AVAILABLE DATA =
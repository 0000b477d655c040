//! Shell invocation.
//!
//! Runs a command line through the command interpreter, the way `system(3)`
//! does: `<shell> -c <command line>`, blocking until the interpreter exits.

use std::os::unix::fs::PermissionsExt;
use std::path::Path;
use std::process::Command;

use procrun_common::{ExecError, ExecResult, Termination};

use crate::execute::Execution;

/// Run `command_line` through `shell` and wait for it.
///
/// A shell that cannot be launched is reported as
/// [`ExecError::ShellUnavailable`] regardless of the underlying errno.
pub fn shell_execute(shell: &Path, shell_flag: &str, command_line: &str) -> ExecResult<Termination> {
    if command_line.contains('\0') {
        return Err(ExecError::invalid_command("command line contains a NUL byte"));
    }

    let shell_name = shell.display().to_string();
    let mut command = Command::new(shell);
    command.arg(shell_flag).arg(command_line);

    Execution::new(&shell_name).run(command, |e| {
        ExecError::shell_unavailable(shell_name.as_str(), e.to_string())
    })
}

/// Whether `shell` exists and carries an execute bit.
pub fn shell_available(shell: &Path) -> bool {
    match std::fs::metadata(shell) {
        Ok(meta) => meta.is_file() && meta.permissions().mode() & 0o111 != 0,
        Err(_) => false,
    }
}
//! Process execution primitives.
//!
//! Direct execution of an argument vector (no shell, no PATH search) with
//! a blocking wait, optionally with the child's standard output bound to a
//! file.

use std::fs::{File, OpenOptions};
use std::io;
use std::os::unix::fs::OpenOptionsExt;
use std::path::Path;
use std::process::{Command, Stdio};

use procrun_common::{CommandLine, ExecError, ExecPhase, ExecResult, Termination};
use tracing::{debug, trace};

use crate::status::{decode_exit_status, launch_error};

/// Tracks one execution through its phases.
#[derive(Debug)]
pub(crate) struct Execution<'a> {
    program: &'a str,
    phase: ExecPhase,
}

impl<'a> Execution<'a> {
    pub(crate) fn new(program: &'a str) -> Self {
        Self {
            program,
            phase: ExecPhase::Init,
        }
    }

    #[cfg(test)]
    pub(crate) fn phase(&self) -> ExecPhase {
        self.phase
    }

    fn advance(&mut self, next: ExecPhase) {
        debug_assert!(
            self.phase.can_transition_to(next),
            "illegal transition {} -> {}",
            self.phase,
            next
        );
        trace!(program = self.program, from = %self.phase, to = %next, "execution phase");
        self.phase = next;
    }

    /// Walk to the terminal phase `err` ends in and hand the error back.
    fn fail(&mut self, err: ExecError) -> ExecError {
        let terminal = err.phase();
        if terminal != ExecPhase::SpawnFailed && self.phase == ExecPhase::Spawning {
            // The child existed but never reached its own image.
            self.advance(ExecPhase::ChildRunning);
            self.advance(ExecPhase::Waiting);
        }
        self.advance(terminal);
        err
    }

    /// Spawn `command`, block until it ends and decode how it ended.
    ///
    /// `command` is consumed and dropped right after the spawn so that any
    /// descriptor it holds for the child is closed in the parent before
    /// waiting.
    pub(crate) fn run(
        &mut self,
        mut command: Command,
        on_launch_error: impl FnOnce(&io::Error) -> ExecError,
    ) -> ExecResult<Termination> {
        self.advance(ExecPhase::Spawning);
        let spawned = command.spawn();
        drop(command);

        let mut child = match spawned {
            Ok(child) => child,
            Err(e) => return Err(self.fail(on_launch_error(&e))),
        };

        self.advance(ExecPhase::ChildRunning);
        debug!("Process spawned: {} (PID: {})", self.program, child.id());

        self.advance(ExecPhase::Waiting);
        let status = match child.wait() {
            Ok(status) => status,
            Err(e) => return Err(self.fail(ExecError::wait_failed(self.program, e.to_string()))),
        };

        let termination = decode_exit_status(status);
        self.advance(termination.phase());
        debug!("Process {} {}", self.program, termination);
        Ok(termination)
    }
}

fn direct_command(cmd: &CommandLine) -> Command {
    let mut command = Command::new(cmd.program());
    command.args(cmd.args());
    command
}

/// Execute `cmd` directly and wait for it to terminate.
///
/// `Err` means the child never produced a termination of its own: it could
/// not be created, its image could not be loaded, or waiting failed.
pub fn exec_and_wait(cmd: &CommandLine) -> ExecResult<Termination> {
    let program = cmd.program();
    Execution::new(program).run(direct_command(cmd), |e| launch_error(program, e, false))
}

/// Open a redirect target: write-only, created if absent, truncated.
///
/// The descriptor is close-on-exec; only the copy bound to the child's
/// standard output survives into the new image.
pub fn open_output(path: &Path, mode: u32) -> ExecResult<File> {
    OpenOptions::new()
        .write(true)
        .create(true)
        .truncate(true)
        .mode(mode)
        .open(path)
        .map_err(|e| ExecError::output_open_failed(path.display().to_string(), e.to_string()))
}

/// Execute `cmd` directly with its standard output written to
/// `output_path`, and wait for it to terminate.
///
/// Nothing is spawned if `output_path` cannot be opened.
pub fn exec_and_wait_with_redirect(
    cmd: &CommandLine,
    output_path: &Path,
    mode: u32,
) -> ExecResult<Termination> {
    let program = cmd.program();
    let mut execution = Execution::new(program);

    let output = open_output(output_path, mode).map_err(|e| {
        execution.advance(ExecPhase::Spawning);
        execution.fail(e)
    })?;
    debug!("Redirecting stdout of {} to {}", program, output_path.display());

    let mut command = direct_command(cmd);
    command.stdout(Stdio::from(output));
    execution.run(command, |e| launch_error(program, e, true))
}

THE PROBLEM =
All entries must be printed exactly, with nothing omitted.

RESPONSE TO THE EXERCISE =
repository 0000b477d655c040
//! Shell invocation.
//!
//! Runs a command line through the command interpreter, the way `system(3)`
//! does: `<shell> -c <command line>`, blocking until the interpreter exits.

use std::os::unix::fs::PermissionsExt;
use std::path::Path;
use std::process::Command;

use procrun_common::{ExecError, ExecResult, Termination};

use crate::execute::Execution;

/// Run `command_line` through `shell` and wait for it.
///
/// A shell that cannot be launched is reported as
/// [`ExecError::ShellUnavailable`] regardless of the underlying errno.
pub fn shell_execute(shell: &Path, shell_flag: &str, command_line: &str) -> ExecResult<Termination> {
    if command_line.contains('\0') {
        return Err(ExecError::invalid_command("command line contains a NUL byte"));
    }

    let shell_name = shell.display().to_string();
    let mut command = Command::new(shell);
    command.arg(shell_flag).arg(command_line);

    Execution::new(&shell_name).run(command, |e| {
        ExecError::shell_unavailable(shell_name.as_str(), e.to_string())
    })
}

/// Whether `shell` exists and carries an execute bit.
pub fn shell_available(shell: &Path) -> bool {
    match std::fs::metadata(shell) {
        Ok(meta) => meta.is_file() && meta.permissions().mode() & 0o111 != 0,
        Err(_) => false,
    }
}
//! Process execution primitives.
//!
//! Direct execution of an argument vector (no shell, no PATH search) with
//! a blocking wait, optionally with the child's standard output bound to a
//! file.

use std::fs::{File, OpenOptions};
use std::io;
use std::os::unix::fs::OpenOptionsExt;
use std::path::Path;
use std::process::{Command, Stdio};

use procrun_common::{CommandLine, ExecError, ExecPhase, ExecResult, Termination};
use tracing::{debug, trace};

use crate::status::{decode_exit_status, launch_error};

/// Tracks one execution through its phases.
#[derive(Debug)]
pub(crate) struct Execution<'a> {
    program: &'a str,
    phase: ExecPhase,
}

impl<'a> Execution<'a> {
    pub(crate) fn new(program: &'a str) -> Self {
        Self {
            program,
            phase: ExecPhase::Init,
        }
    }

    #[cfg(test)]
    pub(crate) fn phase(&self) -> ExecPhase {
        self.phase
    }

    fn advance(&mut self, next: ExecPhase) {
        debug_assert!(
            self.phase.can_transition_to(next),
            "illegal transition {} -> {}",
            self.phase,
            next
        );
        trace!(program = self.program, from = %self.phase, to = %next, "execution phase");
        self.phase = next;
    }

    /// Walk to the terminal phase `err` ends in and hand the error back.
    fn fail(&mut self, err: ExecError) -> ExecError {
        let terminal = err.phase();
        if terminal != ExecPhase::SpawnFailed && self.phase == ExecPhase::Spawning {
            // The child existed but never reached its own image.
            self.advance(ExecPhase::ChildRunning);
            self.advance(ExecPhase::Waiting);
        }
        self.advance(terminal);
        err
    }

    /// Spawn `command`, block until it ends and decode how it ended.
    ///
    /// `command` is consumed and dropped right after the spawn so that any
    /// descriptor it holds for the child is closed in the parent before
    /// waiting.
    pub(crate) fn run(
        &mut self,
        mut command: Command,
        on_launch_error: impl FnOnce(&io::Error) -> ExecError,
    ) -> ExecResult<Termination> {
        self.advance(ExecPhase::Spawning);
        let spawned = command.spawn();
        drop(command);

        let mut child = match spawned {
            Ok(child) => child,
            Err(e) => return Err(self.fail(on_launch_error(&e))),
        };

        self.advance(ExecPhase::ChildRunning);
        debug!("Process spawned: {} (PID: {})", self.program, child.id());

        self.advance(ExecPhase::Waiting);
        let status = match child.wait() {
            Ok(status) => status,
            Err(e) => return Err(self.fail(ExecError::wait_failed(self.program, e.to_string()))),
        };

        let termination = decode_exit_status(status);
        self.advance(termination.phase());
        debug!("Process {} {}", self.program, termination);
        Ok(termination)
    }
}

fn direct_command(cmd: &CommandLine) -> Command {
    let mut command = Command::new(cmd.program());
    command.args(cmd.args());
    command
}

/// Execute `cmd` directly and wait for it to terminate.
///
/// `Err` means the child never produced a termination of its own: it could
/// not be created, its image could not be loaded, or waiting failed.
pub fn exec_and_wait(cmd: &CommandLine) -> ExecResult<Termination> {
    let program = cmd.program();
    Execution::new(program).run(direct_command(cmd), |e| launch_error(program, e, false))
}

/// Open a redirect target: write-only, created if absent, truncated.
///
/// The descriptor is close-on-exec; only the copy bound to the child's
/// standard output survives into the new image.
pub fn open_output(path: &Path, mode: u32) -> ExecResult<File> {
    OpenOptions::new()
        .write(true)
        .create(true)
        .truncate(true)
        .mode(mode)
        .open(path)
        .map_err(|e| ExecError::output_open_failed(path.display().to_string(), e.to_string()))
}

/// Execute `cmd` directly with its standard output written to
/// `output_path`, and wait for it to terminate.
///
/// Nothing is spawned if `output_path` cannot be opened.
pub fn exec_and_wait_with_redirect(
    cmd: &CommandLine,
    output_path: &Path,
    mode: u32,
) -> ExecResult<Termination> {
    let program = cmd.program();
    let mut execution = Execution::new(program);

    let output = open_output(output_path, mode).map_err(|e| {
        execution.advance(ExecPhase::Spawning);
        execution.fail(e)
    })?;
    debug!("Redirecting stdout of {} to {}", program, output_path.display());

    let mut command = direct_command(cmd);
    command.stdout(Stdio::from(output));
    execution.run(command, |e| launch_error(program, e, true))
}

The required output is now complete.